Work item:
Repeat the records word for word.

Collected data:
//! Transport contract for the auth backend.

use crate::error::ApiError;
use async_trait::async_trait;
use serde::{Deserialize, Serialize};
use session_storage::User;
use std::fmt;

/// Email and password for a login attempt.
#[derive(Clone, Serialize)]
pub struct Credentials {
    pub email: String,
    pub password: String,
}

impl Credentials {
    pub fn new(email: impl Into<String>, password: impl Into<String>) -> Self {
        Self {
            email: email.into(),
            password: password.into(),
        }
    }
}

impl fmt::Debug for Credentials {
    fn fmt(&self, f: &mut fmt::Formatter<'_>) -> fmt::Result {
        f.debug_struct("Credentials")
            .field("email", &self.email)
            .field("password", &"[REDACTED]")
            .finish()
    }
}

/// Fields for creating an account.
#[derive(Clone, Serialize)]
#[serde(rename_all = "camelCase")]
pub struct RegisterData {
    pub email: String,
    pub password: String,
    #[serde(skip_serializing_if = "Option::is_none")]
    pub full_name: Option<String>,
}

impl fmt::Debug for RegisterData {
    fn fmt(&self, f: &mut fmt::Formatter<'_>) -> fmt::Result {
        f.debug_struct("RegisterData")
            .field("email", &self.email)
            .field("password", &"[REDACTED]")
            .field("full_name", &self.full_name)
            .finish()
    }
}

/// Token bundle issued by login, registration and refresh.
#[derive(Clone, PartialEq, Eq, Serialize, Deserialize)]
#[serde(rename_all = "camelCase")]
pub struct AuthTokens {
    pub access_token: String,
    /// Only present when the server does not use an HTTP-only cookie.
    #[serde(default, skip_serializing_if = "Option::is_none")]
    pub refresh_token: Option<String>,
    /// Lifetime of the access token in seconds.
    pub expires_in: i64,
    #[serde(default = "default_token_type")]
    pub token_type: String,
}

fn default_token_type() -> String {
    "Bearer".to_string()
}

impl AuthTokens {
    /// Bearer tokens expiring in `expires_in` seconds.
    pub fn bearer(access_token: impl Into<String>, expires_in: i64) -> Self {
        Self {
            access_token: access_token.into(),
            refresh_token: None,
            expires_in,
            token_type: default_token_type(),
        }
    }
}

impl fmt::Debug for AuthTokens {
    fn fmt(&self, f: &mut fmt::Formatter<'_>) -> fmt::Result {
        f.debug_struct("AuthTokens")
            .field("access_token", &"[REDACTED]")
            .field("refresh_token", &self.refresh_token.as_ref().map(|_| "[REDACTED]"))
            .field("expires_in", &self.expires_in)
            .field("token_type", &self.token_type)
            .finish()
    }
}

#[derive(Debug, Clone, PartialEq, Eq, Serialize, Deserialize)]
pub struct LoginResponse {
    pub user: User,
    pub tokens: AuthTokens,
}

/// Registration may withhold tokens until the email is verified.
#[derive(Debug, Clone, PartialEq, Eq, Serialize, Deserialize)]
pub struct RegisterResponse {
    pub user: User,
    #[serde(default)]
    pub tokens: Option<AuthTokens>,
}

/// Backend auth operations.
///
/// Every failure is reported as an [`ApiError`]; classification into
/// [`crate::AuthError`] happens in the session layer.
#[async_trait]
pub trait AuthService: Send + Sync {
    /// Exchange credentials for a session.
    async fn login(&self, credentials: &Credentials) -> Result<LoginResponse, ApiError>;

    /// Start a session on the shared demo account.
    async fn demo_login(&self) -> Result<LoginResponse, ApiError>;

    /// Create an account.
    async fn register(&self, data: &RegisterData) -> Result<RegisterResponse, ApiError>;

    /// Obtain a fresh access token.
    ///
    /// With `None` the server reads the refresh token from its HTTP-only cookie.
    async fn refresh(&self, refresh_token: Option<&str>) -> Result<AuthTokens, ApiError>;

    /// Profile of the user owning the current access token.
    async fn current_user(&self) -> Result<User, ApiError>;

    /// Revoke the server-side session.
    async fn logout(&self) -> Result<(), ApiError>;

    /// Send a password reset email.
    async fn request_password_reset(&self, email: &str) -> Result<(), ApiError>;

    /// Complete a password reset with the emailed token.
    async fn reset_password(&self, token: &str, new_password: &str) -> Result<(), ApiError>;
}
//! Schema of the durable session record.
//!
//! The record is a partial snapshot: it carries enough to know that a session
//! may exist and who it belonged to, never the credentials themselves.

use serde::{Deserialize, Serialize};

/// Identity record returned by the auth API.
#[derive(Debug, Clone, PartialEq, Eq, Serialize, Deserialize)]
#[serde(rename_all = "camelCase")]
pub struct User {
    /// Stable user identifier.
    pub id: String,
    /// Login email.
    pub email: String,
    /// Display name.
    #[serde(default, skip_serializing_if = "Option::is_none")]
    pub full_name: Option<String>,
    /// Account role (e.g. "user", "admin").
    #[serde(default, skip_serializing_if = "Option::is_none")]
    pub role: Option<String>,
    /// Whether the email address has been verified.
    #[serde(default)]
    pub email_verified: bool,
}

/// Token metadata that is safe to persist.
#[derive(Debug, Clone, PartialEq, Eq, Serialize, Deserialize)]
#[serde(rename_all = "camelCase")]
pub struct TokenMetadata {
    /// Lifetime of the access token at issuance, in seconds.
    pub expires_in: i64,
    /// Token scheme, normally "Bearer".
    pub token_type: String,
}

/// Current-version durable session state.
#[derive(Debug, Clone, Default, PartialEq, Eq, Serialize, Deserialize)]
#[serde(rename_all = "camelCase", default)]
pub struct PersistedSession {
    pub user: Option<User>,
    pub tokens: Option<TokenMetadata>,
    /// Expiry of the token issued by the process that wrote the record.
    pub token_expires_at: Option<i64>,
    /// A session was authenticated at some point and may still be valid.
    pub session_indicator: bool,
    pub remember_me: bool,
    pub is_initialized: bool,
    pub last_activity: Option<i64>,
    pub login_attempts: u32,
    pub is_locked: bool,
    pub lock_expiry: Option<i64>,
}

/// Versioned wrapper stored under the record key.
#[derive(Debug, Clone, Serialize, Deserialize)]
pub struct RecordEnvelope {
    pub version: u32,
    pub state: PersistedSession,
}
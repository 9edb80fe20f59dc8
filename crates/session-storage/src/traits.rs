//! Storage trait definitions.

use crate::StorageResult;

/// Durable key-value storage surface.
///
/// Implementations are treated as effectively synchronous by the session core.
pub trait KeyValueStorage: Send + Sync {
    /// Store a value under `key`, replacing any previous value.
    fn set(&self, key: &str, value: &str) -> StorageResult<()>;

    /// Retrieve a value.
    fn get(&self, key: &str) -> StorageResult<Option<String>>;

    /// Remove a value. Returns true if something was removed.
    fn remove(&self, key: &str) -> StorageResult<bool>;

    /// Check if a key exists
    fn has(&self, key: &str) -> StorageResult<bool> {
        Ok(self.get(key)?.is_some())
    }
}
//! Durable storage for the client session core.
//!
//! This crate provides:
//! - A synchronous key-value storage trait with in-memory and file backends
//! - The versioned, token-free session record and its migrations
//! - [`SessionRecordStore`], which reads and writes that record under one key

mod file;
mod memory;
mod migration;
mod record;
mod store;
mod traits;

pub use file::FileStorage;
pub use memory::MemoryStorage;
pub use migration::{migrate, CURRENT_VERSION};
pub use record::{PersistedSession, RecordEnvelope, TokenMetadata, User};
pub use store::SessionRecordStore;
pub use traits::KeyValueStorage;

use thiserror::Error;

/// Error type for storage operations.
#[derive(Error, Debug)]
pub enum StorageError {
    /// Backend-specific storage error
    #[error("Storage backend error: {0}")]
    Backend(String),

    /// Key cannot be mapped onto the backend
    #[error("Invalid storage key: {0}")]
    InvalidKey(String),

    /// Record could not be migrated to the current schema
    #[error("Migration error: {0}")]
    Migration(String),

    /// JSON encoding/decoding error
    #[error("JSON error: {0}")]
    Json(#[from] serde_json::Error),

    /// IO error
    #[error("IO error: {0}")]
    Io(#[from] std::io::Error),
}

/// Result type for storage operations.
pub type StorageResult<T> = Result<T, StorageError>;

Your response:
//! Transport contract for the auth backend.

use crate::error::ApiError;
use async_trait::async_trait;
use serde::{Deserialize, Serialize};
use session_storage::User;
use std::fmt;

/// Email and password for a login attempt.
#[derive(Clone, Serialize)]
pub struct Credentials {
    pub email: String,
    pub password: String,
}

impl Credentials {
    pub fn new(email: impl Into<String>, password: impl Into<String>) -> Self {
        Self {
            email: email.into(),
            password: password.into(),
        }
    }
}

impl fmt::Debug for Credentials {
    fn fmt(&self, f: &mut fmt::Formatter<'_>) -> fmt::Result {
        f.debug_struct("Credentials")
            .field("email", &self.email)
            .field("password", &"[REDACTED]")
            .finish()
    }
}

/// Fields for creating an account.
#[derive(Clone, Serialize)]
#[serde(rename_all = "camelCase")]
pub struct RegisterData {
    pub email: String,
    pub password: String,
    #[serde(skip_serializing_if = "Option::is_none")]
    pub full_name: Option<String>,
}

impl fmt::Debug for RegisterData {
    fn fmt(&self, f: &mut fmt::Formatter<'_>) -> fmt::Result {
        f.debug_struct("RegisterData")
            .field("email", &self.email)
            .field("password", &"[REDACTED]")
            .field("full_name", &self.full_name)
            .finish()
    }
}

/// Token bundle issued by login, registration and refresh.
#[derive(Clone, PartialEq, Eq, Serialize, Deserialize)]
#[serde(rename_all = "camelCase")]
pub struct AuthTokens {
    pub access_token: String,
    /// Only present when the server does not use an HTTP-only cookie.
    #[serde(default, skip_serializing_if = "Option::is_none")]
    pub refresh_token: Option<String>,
    /// Lifetime of the access token in seconds.
    pub expires_in: i64,
    #[serde(default = "default_token_type")]
    pub token_type: String,
}

fn default_token_type() -> String {
    "Bearer".to_string()
}

impl AuthTokens {
    /// Bearer tokens expiring in `expires_in` seconds.
    pub fn bearer(access_token: impl Into<String>, expires_in: i64) -> Self {
        Self {
            access_token: access_token.into(),
            refresh_token: None,
            expires_in,
            token_type: default_token_type(),
        }
    }
}

impl fmt::Debug for AuthTokens {
    fn fmt(&self, f: &mut fmt::Formatter<'_>) -> fmt::Result {
        f.debug_struct("AuthTokens")
            .field("access_token", &"[REDACTED]")
            .field("refresh_token", &self.refresh_token.as_ref().map(|_| "[REDACTED]"))
            .field("expires_in", &self.expires_in)
            .field("token_type", &self.token_type)
            .finish()
    }
}

#[derive(Debug, Clone, PartialEq, Eq, Serialize, Deserialize)]
pub struct LoginResponse {
    pub user: User,
    pub tokens: AuthTokens,
}

/// Registration may withhold tokens until the email is verified.
#[derive(Debug, Clone, PartialEq, Eq, Serialize, Deserialize)]
pub struct RegisterResponse {
    pub user: User,
    #[serde(default)]
    pub tokens: Option<AuthTokens>,
}

/// Backend auth operations.
///
/// Every failure is reported as an [`ApiError`]; classification into
/// [`crate::AuthError`] happens in the session layer.
#[async_trait]
pub trait AuthService: Send + Sync {
    /// Exchange credentials for a session.
    async fn login(&self, credentials: &Credentials) -> Result<LoginResponse, ApiError>;

    /// Start a session on the shared demo account.
    async fn demo_login(&self) -> Result<LoginResponse, ApiError>;

    /// Create an account.
    async fn register(&self, data: &RegisterData) -> Result<RegisterResponse, ApiError>;

    /// Obtain a fresh access token.
    ///
    /// With `None` the server reads the refresh token from its HTTP-only cookie.
    async fn refresh(&self, refresh_token: Option<&str>) -> Result<AuthTokens, ApiError>;

    /// Profile of the user owning the current access token.
    async fn current_user(&self) -> Result<User, ApiError>;

    /// Revoke the server-side session.
    async fn logout(&self) -> Result<(), ApiError>;

    /// Send a password reset email.
    async fn request_password_reset(&self, email: &str) -> Result<(), ApiError>;

    /// Complete a password reset with the emailed token.
    async fn reset_password(&self, token: &str, new_password: &str) -> Result<(), ApiError>;
}
//! Schema of the durable session record.
//!
//! The record is a partial snapshot: it carries enough to know that a session
//! may exist and who it belonged to, never the credentials themselves.

use serde::{Deserialize, Serialize};

/// Identity record returned by the auth API.
#[derive(Debug, Clone, PartialEq, Eq, Serialize, Deserialize)]
#[serde(rename_all = "camelCase")]
pub struct User {
    /// Stable user identifier.
    pub id: String,
    /// Login email.
    pub email: String,
    /// Display name.
    #[serde(default, skip_serializing_if = "Option::is_none")]
    pub full_name: Option<String>,
    /// Account role (e.g. "user", "admin").
    #[serde(default, skip_serializing_if = "Option::is_none")]
    pub role: Option<String>,
    /// Whether the email address has been verified.
    #[serde(default)]
    pub email_verified: bool,
}

/// Token metadata that is safe to persist.
#[derive(Debug, Clone, PartialEq, Eq, Serialize, Deserialize)]
#[serde(rename_all = "camelCase")]
pub struct TokenMetadata {
    /// Lifetime of the access token at issuance, in seconds.
    pub expires_in: i64,
    /// Token scheme, normally "Bearer".
    pub token_type: String,
}

/// Current-version durable session state.
#[derive(Debug, Clone, Default, PartialEq, Eq, Serialize, Deserialize)]
#[serde(rename_all = "camelCase", default)]
pub struct PersistedSession {
    pub user: Option<User>,
    pub tokens: Option<TokenMetadata>,
    /// Expiry of the token issued by the process that wrote the record.
    pub token_expires_at: Option<i64>,
    /// A session was authenticated at some point and may still be valid.
    pub session_indicator: bool,
    pub remember_me: bool,
    pub is_initialized: bool,
    pub last_activity: Option<i64>,
    pub login_attempts: u32,
    pub is_locked: bool,
    pub lock_expiry: Option<i64>,
}

/// Versioned wrapper stored under the record key.
#[derive(Debug, Clone, Serialize, Deserialize)]
pub struct RecordEnvelope {
    pub version: u32,
    pub state: PersistedSession,
}
repository 9edb80fe20f59dc8
filename crates/session-storage/src/traits.rs
//! Storage trait definitions.

use crate::StorageResult;

/// Durable key-value storage surface.
///
/// Implementations are treated as effectively synchronous by the session core.
pub trait KeyValueStorage: Send + Sync {
    /// Store a value under `key`, replacing any previous value.
    fn set(&self, key: &str, value: &str) -> StorageResult<()>;

    /// Retrieve a value.
    fn get(&self, key: &str) -> StorageResult<Option<String>>;

    /// Remove a value. Returns true if something was removed.
    fn remove(&self, key: &str) -> StorageResult<bool>;

    /// Check if a key exists
    fn has(&self, key: &str) -> StorageResult<bool> {
        Ok(self.get(key)?.is_some())
    }
}
//! Durable storage for the client session core.
//!
//! This crate provides:
//! - A synchronous key-value storage trait with in-memory and file backends
//! - The versioned, token-free session record and its migrations
//! - [`SessionRecordStore`], which reads and writes that record under one key

mod file;
mod memory;
mod migration;
mod record;
mod store;
mod traits;

pub use file::FileStorage;
pub use memory::MemoryStorage;
pub use migration::{migrate, CURRENT_VERSION};
pub use record::{PersistedSession, RecordEnvelope, TokenMetadata, User};
pub use store::SessionRecordStore;
pub use traits::KeyValueStorage;

use thiserror::Error;

/// Error type for storage operations.
#[derive(Error, Debug)]
pub enum StorageError {
    /// Backend-specific storage error
    #[error("Storage backend error: {0}")]
    Backend(String),

    /// Key cannot be mapped onto the backend
    #[error("Invalid storage key: {0}")]
    InvalidKey(String),

    /// Record could not be migrated to the current schema
    #[error("Migration error: {0}")]
    Migration(String),

    /// JSON encoding/decoding error
    #[error("JSON error: {0}")]
    Json(#[from] serde_json::Error),

    /// IO error
    #[error("IO error: {0}")]
    Io(#[from] std::io::Error),
}

/// Result type for storage operations.
pub type StorageResult<T> = Result<T, StorageError>;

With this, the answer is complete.